The pelagic zone may be divided into several geographical regions and sub-regions, which it would be beyond the scope of this book to enumerate here, but there is one that calls for a few brief remarks. In many parts of the ocean there may be found vast areas of floating sea-weed, which carry with them a population of crustacea and other animals peculiarly their own. This ‘sargasso’ fauna presents so many characteristics and so many features different from that of the ordinary pelagic fauna, that the tracts of sea bearing this weed must be considered to rank as a special region of the pelagic zone, which may be called the Sargasso region.
The zone of shallow water for which we shall adopt Professor Haeckel’s term—the Neritic zone—embraces all parts of the seas of less depth than 500 fathoms, including the inland seas, the shores of great continents and islands, and the shallow banks in the great oceans. It does not include the superficial waters—which belong to the pelagic zone—but extends only from the actual bottom to a distance of a few fathoms above it. The fauna of this zone is extremely varied, consisting of animals that swim, crawl, or are permanently fixed to the bottom, animals of almost every variety of colour and marking, and of every size and shape.
The exact limits of the Neritic sub-zones are not easy to define. The distinguished naturalist Forbes, to whom the abysmal zone was unknown, divided the seas from 0–50 fathoms in depth into three zones—the littoral zone lying between tide-marks, the laminarian zone extending from 0–15 fathoms, and the coralline zone from 15–50 fathoms.
The first of these will stand as a sub-zone, the animals that are able to withstand exposure to the sun and air either in pools or upon the rocks and sand even for a few minutes frequently possessing features that distinguish them from those dwelling beyond low-water mark, just as those more active creatures that migrate backwards and forwards with the ebb and flow of every tide differ from the dwellers in the open sea. There is, it is true, at every low tide, a migration of part of the fauna of this sub-zone into the next, but still it is sufficiently well defined to be allowed to remain in our category.
The second sub-zone is not so easy to define. The terms ‘laminarian’ and ‘coralline’ used by Forbes are only applicable to certain geographical regions and must be abandoned for general use.

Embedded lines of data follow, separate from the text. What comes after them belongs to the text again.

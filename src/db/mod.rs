// src/db/mod.rs
//
// Database module
//
// Provides:
// - Connection pooling
// - Schema migrations
// - Database utilities

pub mod connection;
pub mod migrations;

pub use connection::{
    create_connection_pool, create_memory_pool, get_connection, get_data_dir,
    get_database_path, ConnectionPool, PooledConn, DEFAULT_POOL_SIZE,
};

pub use migrations::{
    get_database_stats, initialize_database, verify_database_integrity, DatabaseStats,
};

We can only recognise one sub-zone between the littoral sub-zone and the abysmal zone, for notwithstanding the important varieties it exhibits in the nature of the bottom, whether it be rocky, sandy, or weedy, the amount of light, the temperature of the water, and the rapidity of the currents, it is not possible at present to point to any general characters of the fauna of its different parts to justify us in subdividing it.

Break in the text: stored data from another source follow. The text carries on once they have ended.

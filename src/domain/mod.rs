// src/domain/mod.rs
//
// Domain Root - The Single Source of Truth for Domain API
//
// All other modules import from `crate::domain::*`

// ============================================================================
// MODULE DECLARATIONS
// ============================================================================

pub mod entry;
pub mod kind;
pub mod vocabulary;

// ============================================================================
// PUBLIC API RE-EXPORTS
// ============================================================================

// Catalog Entry Domain
pub use entry::{validate_entry, CatalogEntry, EntryRecord};

// Entry kinds (book / movie)
pub use kind::EntryKind;

// Status Vocabulary
pub use vocabulary::StatusVocabulary;

// ============================================================================
// DOMAIN ERROR TYPES
// ============================================================================

use thiserror::Error;

/// Domain-level errors
/// These represent violations of catalog entry invariants
#[derive(Debug, Clone, PartialEq, Error)]
pub enum DomainError {
    #[error("Entry key cannot be empty")]
    EmptyKey,

    #[error("Title cannot be empty")]
    EmptyTitle,

    #[error("Rating {0} must be between 0.5 and 5 in steps of 0.5, or null")]
    InvalidRating(f64),

    #[error("An entry must have at least one user status")]
    EmptyStatuses,

    #[error("Invalid status: {status}. Allowed statuses are: {allowed}")]
    UnknownStatus { status: String, allowed: String },

    #[error("Added timestamp {0} cannot be negative")]
    InvalidTimestamp(i64),

    #[error("Malformed entry data: {0}")]
    MalformedRecord(String),
}

/// Domain result type
pub type DomainResult<T> = Result<T, DomainError>;
// src/error/mod.rs
//
// Application error types

pub mod types;

pub use types::{AppError, AppResult};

The name that may be given to this second sub-zone of the neritic zone is the Katantic—the sub-zone of the slopes.
The last well-marked zone is the abysmal, extending from the 500–fathom line to the greatest depths of the ocean, one of enormous superficial area, one that it is most difficult to investigate, and one about which we know but little.

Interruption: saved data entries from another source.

//! Ring-mapped provided buffer group for io_uring recv buffer selection.
//!
//! The kernel selects a buffer from this group per recv, eliminating the
//! need to pre-assign a buffer to a connection before the data is known.
//! Buffers are recycled back into the group once the callback that
//! observed them returns.

use io_uring::types::BufRingEntry;
use io_uring::IoUring;
use std::alloc::{alloc_zeroed, dealloc, Layout};
use std::io;
use std::sync::atomic::{AtomicU16, Ordering};

/// A provided buffer ring registered with io_uring under a single group id.
///
/// The ring header occupies entries managed internally; buffer data lives
/// in a separate flat allocation indexed by buffer id.
pub struct BufferGroup {
    ring_ptr: *mut BufRingEntry,
    buffers_ptr: *mut u8,
    ring_layout: Layout,
    buffers_layout: Layout,
    ring_entries: u16,
    buffer_size: usize,
    tail: AtomicU16,
    bgid: u16,
}

impl BufferGroup {
    /// Create and register a buffer group of `ring_entries` buffers of
    /// `buffer_size` bytes each, under group id `bgid`. `ring_entries` must
    /// be a power of two.
    pub fn new(
        ring: &IoUring,
        ring_entries: u16,
        buffer_size: usize,
        bgid: u16,
    ) -> io::Result<Self> {
        if !ring_entries.is_power_of_two() {
            return Err(io::Error::new(
                io::ErrorKind::InvalidInput,
                "ring_entries must be power of 2",
            ));
        }

        let ring_size = std::mem::size_of::<BufRingEntry>() * ring_entries as usize;
        let ring_layout = Layout::from_size_align(ring_size, 4096)
            .map_err(|e| io::Error::new(io::ErrorKind::InvalidInput, e))?;

        let ring_ptr = unsafe { alloc_zeroed(ring_layout) as *mut BufRingEntry };
        if ring_ptr.is_null() {
            return Err(io::Error::new(io::ErrorKind::OutOfMemory, "failed to allocate ring"));
        }

        let buffers_size = buffer_size * ring_entries as usize;
        let buffers_layout = Layout::from_size_align(buffers_size, 4096)
            .map_err(|e| io::Error::new(io::ErrorKind::InvalidInput, e))?;

        let buffers_ptr = unsafe { alloc_zeroed(buffers_layout) as *mut u8 };
        if buffers_ptr.is_null() {
            unsafe { dealloc(ring_ptr as *mut u8, ring_layout) };
            return Err(io::Error::new(io::ErrorKind::OutOfMemory, "failed to allocate buffers"));
        }

        let group = Self {
            ring_ptr,
            buffers_ptr,
            ring_layout,
            buffers_layout,
            ring_entries,
            buffer_size,
            tail: AtomicU16::new(0),
            bgid,
        };

        for i in 0..ring_entries {
            group.add_buffer(i);
        }

        unsafe {
            ring.submitter()
                .register_buf_ring_with_flags(ring_ptr as u64, ring_entries, bgid, 0)?;
        }

        Ok(group)
    }

    #[inline]
    pub fn bgid(&self) -> u16 {
        self.bgid
    }

    #[inline]
    pub fn buffer_size(&self) -> usize {
        self.buffer_size
    }

    /// Borrow the bytes of buffer `bid` truncated to `len`.
    ///
    /// # Safety
    /// Caller must only call this for a `bid` the kernel has reported as
    /// selected in the current completion, and must not retain the slice
    /// past the callback invocation.
    pub unsafe fn buffer_slice(&self, bid: u16, len: usize) -> &[u8] {
        let len = len.min(self.buffer_size);
        std::slice::from_raw_parts(self.buffers_ptr.add(bid as usize * self.buffer_size), len)
    }

    /// Return a buffer to the group for reuse by a future recv.
    pub fn recycle(&self, bid: u16) {
        self.add_buffer(bid);
    }

    fn add_buffer(&self, bid: u16) {
        let tail = self.tail.load(Ordering::Relaxed);
        let idx = tail & (self.ring_entries - 1);

        unsafe {
            let entry = self.ring_ptr.add(idx as usize);
            (*entry).set_addr(self.buffers_ptr.add(bid as usize * self.buffer_size) as u64);
            (*entry).set_len(self.buffer_size as u32);
            (*entry).set_bid(bid);
        }

        let new_tail = tail.wrapping_add(1);
        self.tail.store(new_tail, Ordering::Release);

        unsafe {
            let tail_ptr = BufRingEntry::tail(self.ring_ptr) as *mut u16;
            std::ptr::write_volatile(tail_ptr, new_tail);
        }
    }
}

impl Drop for BufferGroup {
    fn drop(&mut self) {
        unsafe {
            dealloc(self.buffers_ptr, self.buffers_layout);
            dealloc(self.ring_ptr as *mut u8, self.ring_layout);
        }
    }
}

// BufferGroup is owned by a single-threaded engine and never shared.
unsafe impl Send for BufferGroup {}

#[cfg(test)]
mod tests {
    // Constructing a BufferGroup requires a live IoUring, which needs a
    // 5.19+ kernel; the submission-level properties it's built from are
    // covered by runtime::engine's tests instead.

    #[test]
    fn entry_count_power_of_two_check() {
        assert!(1024u16.is_power_of_two());
        assert!(!1000u16.is_power_of_two());
    }
}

In the present state of our knowledge we cannot divide it into any well-marked sub-zones nor even into geographical regions or sub-regions. It is not divided into sections by any important geographical barriers, and the general characters presented by its fauna are practically the same all the world over.
Professor A. Agassiz has pointed out in his ‘Challenger’ monograph that the deep-sea echinoids of the Atlantic Ocean differ from those living in corresponding depths in the Pacific Ocean, but it is doubtful whether any such well-marked differences can be observed in other groups of animals. If, in the course of time, increased knowledge of deep-sea animals emphasises the difference between the abysmal fauna of the Pacific and that of the Atlantic, then we can divide this zone into two geographical regions; but at present it seems more correct to consider the abysmal zone as one that is indivisible either bathymetrically or geographically.